The debt capacity of the company will increase by $20 million over the life of the project, with issue costs of debt of $500,000. Interest rates are expected to remain at 8% for the duration of the project.
The existing cost of equity for the company is 15% and the current ratio of market value of debt:market value of equity is 1:3. Corporation tax is 30%.
Required:
Calculate the APV of the project and recommend whether Mega Millions should undertake the investment with the proposed method of financing.
Question 2:
A company operating in the insurance industry is considering whether to diversify by investing in a project in the transport industry.

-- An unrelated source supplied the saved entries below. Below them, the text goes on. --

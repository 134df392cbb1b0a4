//! Preferences dialog
//!
//! App-wide appearance plus waveform display settings.

use egui::Ui;

use crate::config::{
    ExerciseSettings, UiPreferences, FONT_SCALE_RANGE, MAX_WAVEFORM_LENGTH, MIN_WAVEFORM_LENGTH,
};
use crate::frontend::dialogs::{Dialog, DialogAction, DialogState, DialogWindowConfig};

/// State for the preferences dialog
#[derive(Debug, Clone, PartialEq)]
pub struct PreferencesState {
    // App-wide (from UiPreferences)
    pub dark_mode: bool,
    pub font_scale: f32,

    // Waveform (from ExerciseSettings)
    pub show_grid: bool,
    pub line_width: f32,
    pub waveform_length: usize,
}

impl Default for PreferencesState {
    fn default() -> Self {
        Self::from_config(&UiPreferences::default(), &ExerciseSettings::default())
    }
}

impl PreferencesState {
    /// Create from current preferences and settings
    pub fn from_config(ui_prefs: &UiPreferences, exercise: &ExerciseSettings) -> Self {
        Self {
            dark_mode: ui_prefs.dark_mode,
            font_scale: ui_prefs.font_scale,
            show_grid: exercise.show_grid,
            line_width: exercise.line_width,
            waveform_length: exercise.waveform_length,
        }
    }

    /// Write the edited values back into the persisted config
    pub fn apply_to(&self, ui_prefs: &mut UiPreferences, exercise: &mut ExerciseSettings) {
        ui_prefs.dark_mode = self.dark_mode;
        ui_prefs.font_scale = self.font_scale;
        ui_prefs.sanitize();
        exercise.show_grid = self.show_grid;
        exercise.line_width = self.line_width;
        exercise.waveform_length = self.waveform_length;
        exercise.sanitize();
    }
}

impl DialogState for PreferencesState {}

/// Actions produced by the preferences dialog
#[derive(Debug, Clone)]
pub enum PreferencesAction {
    /// Apply preferences
    Apply(PreferencesState),
}

/// Context for rendering
pub struct PreferencesContext;

/// The preferences dialog
pub struct PreferencesDialog;

impl Dialog for PreferencesDialog {
    type State = PreferencesState;
    type Action = PreferencesAction;
    type Context<'a> = PreferencesContext;

    fn title(_state: &Self::State) -> &'static str {
        "Preferences"
    }

    fn window_config() -> DialogWindowConfig {
        DialogWindowConfig {
            default_width: 380.0,
            ..Default::default()
        }
    }

    fn render(
        state: &mut Self::State,
        _ctx: Self::Context<'_>,
        ui: &mut Ui,
    ) -> DialogAction<Self::Action> {
        // === Appearance ===
        ui.heading("Appearance");
        ui.add_space(4.0);

        egui::Grid::new("prefs_appearance_grid")
            .num_columns(2)
            .spacing([10.0, 8.0])
            .show(ui, |ui| {
                ui.label("Dark mode:");
                ui.checkbox(&mut state.dark_mode, "");
                ui.end_row();

                ui.label("Font scale:");
                ui.add(
                    egui::Slider::new(&mut state.font_scale, FONT_SCALE_RANGE).step_by(0.1),
                );
                ui.end_row();
            });

        ui.add_space(8.0);

        // === Waveform ===
        ui.heading("Waveform");
        ui.add_space(4.0);

        egui::Grid::new("prefs_waveform_grid")
            .num_columns(2)
            .spacing([10.0, 8.0])
            .show(ui, |ui| {
                ui.label("Grid:");
                ui.checkbox(&mut state.show_grid, "");
                ui.end_row();

                ui.label("Line width:");
                ui.add(egui::Slider::new(&mut state.line_width, 0.5..=5.0));
                ui.end_row();

                ui.label("Samples:");
                ui.add(
                    egui::Slider::new(
                        &mut state.waveform_length,
                        MIN_WAVEFORM_LENGTH..=MAX_WAVEFORM_LENGTH,
                    )
                    .step_by(50.0),
                );
                ui.end_row();
            });

        ui.add_space(8.0);
        ui.separator();
        ui.horizontal(|ui| {
            if ui.button("Apply").clicked() {
                return DialogAction::CloseWithAction(PreferencesAction::Apply(state.clone()));
            }
            if ui.button("Cancel").clicked() {
                return DialogAction::Close;
            }
            DialogAction::None
        })
        .inner
    }
}
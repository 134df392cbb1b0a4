//! # ECG Lead Trainer
//!
//! An interactive exercise for wiring ECG electrodes to a differential
//! amplifier. The learner drags a wire from each patient electrode (RA, LA,
//! RL) to an amplifier input, checks the wiring against Lead I and, once it
//! is correct, watches a synthetic trace of the recorded signal.
//!
//! ## Architecture
//!
//! - **Editor**: Drag-to-connect state machine and validation against a reference mapping
//! - **Waveform**: Synthetic PQRST generator plus CSV export
//! - **Session**: Single owner of exercise state, driven by UI events
//! - **Frontend**: Renders the diagram, toolbar and monitor using eframe/egui with egui_plot
//!
//! ## Configuration
//!
//! Preferences are stored in the platform-appropriate data directory under
//! `dev.hxyulin.ecg-lead-trainer`:
//!
//! - **Linux**: `~/.local/share/dev.hxyulin.ecg-lead-trainer/`
//! - **macOS**: `~/Library/Application Support/dev.hxyulin.ecg-lead-trainer/`
//! - **Windows**: `%APPDATA%\dev.hxyulin.ecg-lead-trainer\`
//!
//! ## Example
//!
//! ```
//! use ecg_lead_trainer::{AmplifierInput, ElectrodeId, Position, TrainerSession};
//!
//! let mut session = TrainerSession::default();
//! for (electrode, input) in [
//!     (ElectrodeId::RA, AmplifierInput::Negative),
//!     (ElectrodeId::LA, AmplifierInput::Positive),
//!     (ElectrodeId::RL, AmplifierInput::Ground),
//! ] {
//!     session.press(electrode, Position::ORIGIN);
//!     session.release(Some(input));
//! }
//!
//! assert!(session.check().passed);
//! assert_eq!(session.waveform().map(|w| w.len()), Some(200));
//! ```

pub mod app;
pub mod config;
pub mod editor;
pub mod error;
pub mod frontend;
pub mod session;
pub mod types;
pub mod waveform;

// Re-export commonly used types
pub use app::TrainerApp;
pub use config::AppState;
pub use editor::{ConnectionEditor, DropOutcome, ReferenceMapping, ValidationReport};
pub use error::{Result, TrainerError};
pub use session::TrainerSession;
pub use types::{AmplifierInput, Connection, ElectrodeId, Position};
pub use waveform::{Waveform, WaveformGenerator};
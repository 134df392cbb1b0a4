//! Frontend module for egui UI
//!
//! The window is laid out as a toolbar, the wiring diagram in the central
//! panel, the monitor strip below it and a status bar at the bottom.
//!
//! # Main Types
//!
//! - [`TrainerApp`] - Main application state implementing [`eframe::App`]
//! - [`WaveformView`] - Plot configuration and rendering
//!
//! # Submodules
//!
//! - `diagram` - Body, amplifier and wire painting plus pointer handling
//! - `layout` - Diagram geometry and hit testing
//! - `dialogs` - Feedback, instructions and preferences windows
//! - `plot` - Waveform rendering with egui_plot

pub mod diagram;
pub mod dialogs;
pub mod layout;
mod plot;
pub mod state;
pub mod status_bar;
pub mod toolbar;

pub use plot::WaveformView;
pub use state::{AppAction, DialogId};
pub use status_bar::{StatusKind, StatusMessage};

use std::sync::Arc;

use dialogs::{
    show_dialog, FeedbackAction, FeedbackContext, FeedbackDialog, FeedbackState,
    InstructionsAction, InstructionsContext, InstructionsDialog, InstructionsState,
    PreferencesAction, PreferencesContext, PreferencesDialog, PreferencesState,
};
use status_bar::{render_status_bar, StatusBarContext, STATUS_MESSAGE_TTL};
use toolbar::{render_toolbar, ToolbarContext};

use crate::config::AppState;
use crate::editor::{DropOutcome, ReferenceMapping};
use crate::session::TrainerSession;
use crate::waveform::export::{default_file_name, export_to_file, EXPORT_FILE_EXTENSION};

/// Main application state
pub struct TrainerApp {
    session: TrainerSession,
    app_state: AppState,
    waveform_view: WaveformView,
    status: Option<StatusMessage>,
    /// Style captured at startup, before font scaling
    base_style: Arc<egui::Style>,

    feedback_open: bool,
    feedback_state: FeedbackState,
    instructions_open: bool,
    instructions_state: InstructionsState,
    preferences_open: bool,
    preferences_state: PreferencesState,
}

impl TrainerApp {
    /// Create a new application instance
    pub fn new(cc: &eframe::CreationContext<'_>, app_state: AppState) -> Self {
        let fonts = egui::FontDefinitions::default();
        cc.egui_ctx.set_fonts(fonts);

        let base_style = cc.egui_ctx.style();
        let session = TrainerSession::new(
            ReferenceMapping::lead_i(),
            app_state.exercise.waveform_length,
        );
        let show_instructions = app_state.ui_preferences.show_instructions_on_start;

        let app = Self {
            session,
            waveform_view: WaveformView::from_settings(&app_state.exercise),
            instructions_state: InstructionsState::new(show_instructions),
            app_state,
            status: None,
            base_style,
            feedback_open: false,
            feedback_state: FeedbackState::default(),
            instructions_open: show_instructions,
            preferences_open: false,
            preferences_state: PreferencesState::default(),
        };
        app.apply_appearance(&cc.egui_ctx);
        app
    }

    /// Read-only access to the exercise state
    pub fn session(&self) -> &TrainerSession {
        &self.session
    }

    fn apply_appearance(&self, ctx: &egui::Context) {
        let prefs = &self.app_state.ui_preferences;
        let mut style = (*self.base_style).clone();
        style.visuals = if prefs.dark_mode {
            egui::Visuals::dark()
        } else {
            egui::Visuals::light()
        };
        style.visuals.window_shadow.offset = [0, 0];
        style.text_styles.iter_mut().for_each(|(_, font_id)| {
            font_id.size *= prefs.font_scale;
        });
        ctx.set_theme(if prefs.dark_mode {
            egui::Theme::Dark
        } else {
            egui::Theme::Light
        });
        ctx.set_style(style);
    }

    fn set_status(&mut self, message: StatusMessage) {
        self.status = Some(message);
    }

    /// Handle an action emitted by a widget or dialog
    fn handle_action(&mut self, ctx: &egui::Context, action: AppAction) {
        match action {
            AppAction::BeginDrag {
                electrode,
                position,
            } => {
                if self.session.press(electrode, position) {
                    tracing::debug!("Drag started from {}", electrode);
                }
            }
            AppAction::UpdateDrag(position) => {
                self.session.drag_to(position);
            }
            AppAction::EndDrag(target) => {
                let outcome = self.session.release(target);
                tracing::debug!("Drop finished: {:?}", outcome);
                match &outcome {
                    DropOutcome::Rejected { .. } => {
                        if let Some(text) = outcome.describe() {
                            self.set_status(StatusMessage::warning(text));
                        }
                    }
                    DropOutcome::Connected { .. } => {
                        if let Some(text) = outcome.describe() {
                            self.set_status(StatusMessage::info(text));
                        }
                    }
                    DropOutcome::Cancelled { .. } | DropOutcome::NoGesture => {}
                }
            }
            AppAction::Check => {
                let report = self.session.check().clone();
                let status = if report.passed {
                    StatusMessage::info(report.headline())
                } else {
                    StatusMessage::warning(report.headline())
                };
                self.set_status(status);
                self.feedback_state = FeedbackState::with_report(report);
                self.feedback_open = true;
            }
            AppAction::Reset => {
                self.session.reset();
                self.feedback_open = false;
                self.feedback_state = FeedbackState::default();
                self.set_status(StatusMessage::info("All connections removed"));
                tracing::info!("Exercise reset");
            }
            AppAction::RegenerateWaveform => {
                self.session.regenerate_waveform();
            }
            AppAction::ExportWaveform => self.export_waveform(),
            AppAction::OpenDialog(id) => match id {
                DialogId::Feedback => {
                    if let Some(report) = self.session.last_report() {
                        self.feedback_state = FeedbackState::with_report(report.clone());
                        self.feedback_open = true;
                    }
                }
                DialogId::Instructions => {
                    self.instructions_state = InstructionsState::new(
                        self.app_state.ui_preferences.show_instructions_on_start,
                    );
                    self.instructions_open = true;
                }
                DialogId::Preferences => {
                    self.preferences_state = PreferencesState::from_config(
                        &self.app_state.ui_preferences,
                        &self.app_state.exercise,
                    );
                    self.preferences_open = true;
                }
            },
            AppAction::ApplyPreferences(prefs) => {
                prefs.apply_to(
                    &mut self.app_state.ui_preferences,
                    &mut self.app_state.exercise,
                );
                self.waveform_view = WaveformView::from_settings(&self.app_state.exercise);
                self.session
                    .set_waveform_length(self.app_state.exercise.waveform_length);
                self.apply_appearance(ctx);
                if let Err(e) = self.app_state.save() {
                    tracing::warn!("Failed to save preferences: {}", e);
                }
            }
            AppAction::SetShowInstructionsOnStart(show) => {
                self.app_state.ui_preferences.show_instructions_on_start = show;
            }
        }
    }

    fn export_waveform(&mut self) {
        let Some(waveform) = self.session.waveform() else {
            self.set_status(StatusMessage::warning("No waveform to print"));
            return;
        };

        let Some(path) = rfd::FileDialog::new()
            .set_title("Print Waveform")
            .add_filter("CSV", &[EXPORT_FILE_EXTENSION])
            .set_file_name(default_file_name(chrono::Local::now()))
            .save_file()
        else {
            return;
        };

        let status = match export_to_file(waveform, self.waveform_view.axis, &path) {
            Ok(rows) => {
                StatusMessage::info(format!("Saved {} samples to {}", rows, path.display()))
            }
            Err(e) => {
                tracing::error!("Failed to export waveform: {}", e);
                StatusMessage::error(format!("Export failed: {}", e))
            }
        };
        self.set_status(status);
    }

    fn render_dialogs(&mut self, ctx: &egui::Context) -> Vec<AppAction> {
        let mut actions = Vec::new();

        if let Some(FeedbackAction::StartOver) = show_dialog::<FeedbackDialog>(
            ctx,
            &mut self.feedback_open,
            &mut self.feedback_state,
            FeedbackContext,
        ) {
            actions.push(AppAction::Reset);
        }

        let instructions_ctx = InstructionsContext {
            lead_name: &self.session.editor().reference().lead_name,
        };
        if let Some(InstructionsAction::SetShowOnStart(show)) = show_dialog::<InstructionsDialog>(
            ctx,
            &mut self.instructions_open,
            &mut self.instructions_state,
            instructions_ctx,
        ) {
            actions.push(AppAction::SetShowInstructionsOnStart(show));
        }

        if let Some(PreferencesAction::Apply(prefs)) = show_dialog::<PreferencesDialog>(
            ctx,
            &mut self.preferences_open,
            &mut self.preferences_state,
            PreferencesContext,
        ) {
            actions.push(AppAction::ApplyPreferences(prefs));
        }

        actions
    }
}

impl eframe::App for TrainerApp {
    fn update(&mut self, ctx: &egui::Context, _frame: &mut eframe::Frame) {
        if self.session.editor().gesture().is_active() {
            ctx.request_repaint();
        }
        if self.status.as_ref().is_some_and(|m| !m.is_expired()) {
            ctx.request_repaint_after(STATUS_MESSAGE_TTL);
        }

        let mut actions = Vec::new();

        egui::TopBottomPanel::top("toolbar").show(ctx, |ui| {
            ui.add_space(4.0);
            let toolbar_ctx = ToolbarContext {
                has_waveform: self.session.waveform().is_some(),
                has_connections: self.session.editor().connection_count() > 0,
            };
            actions.extend(render_toolbar(ui, &toolbar_ctx));
            ui.add_space(4.0);
        });

        egui::TopBottomPanel::bottom("status_bar").show(ctx, |ui| {
            let status_ctx = StatusBarContext {
                editor: self.session.editor(),
                message: self.status.as_ref(),
                last_report: self.session.last_report(),
            };
            actions.extend(render_status_bar(ui, &status_ctx));
        });

        egui::TopBottomPanel::bottom("waveform_panel")
            .resizable(true)
            .min_height(160.0)
            .default_height(220.0)
            .show(ctx, |ui| {
                self.waveform_view.render(
                    ui,
                    self.session.waveform(),
                    self.session.waveform_length(),
                );
            });

        egui::CentralPanel::default().show(ctx, |ui| {
            actions.extend(diagram::render(ui, self.session.editor()));
        });

        actions.extend(self.render_dialogs(ctx));

        for action in actions {
            self.handle_action(ctx, action);
        }
    }

    fn on_exit(&mut self, _gl: Option<&eframe::glow::Context>) {
        if let Err(e) = self.app_state.save() {
            tracing::warn!("Failed to save app state: {}", e);
        }
    }
}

The company has a gearing ratio of 30% debt and 70% equity, and its equity beta is 0.940. Its debt capital is risk-free.
The transport industry has an average equity beta of 1.362, and firms in the transport industry on average have a gearing ratio of 40% debt to 60% equity.
The risk-free rate of return is 5.3% and the expected market return is 8.3%.
The rate of taxation on profits is 23%.
The cash flows of the project after tax will be:
Year 0 $(600,000)
Years 1-3 $250,000
Required
Calculate the base case (all equity financed) NPV.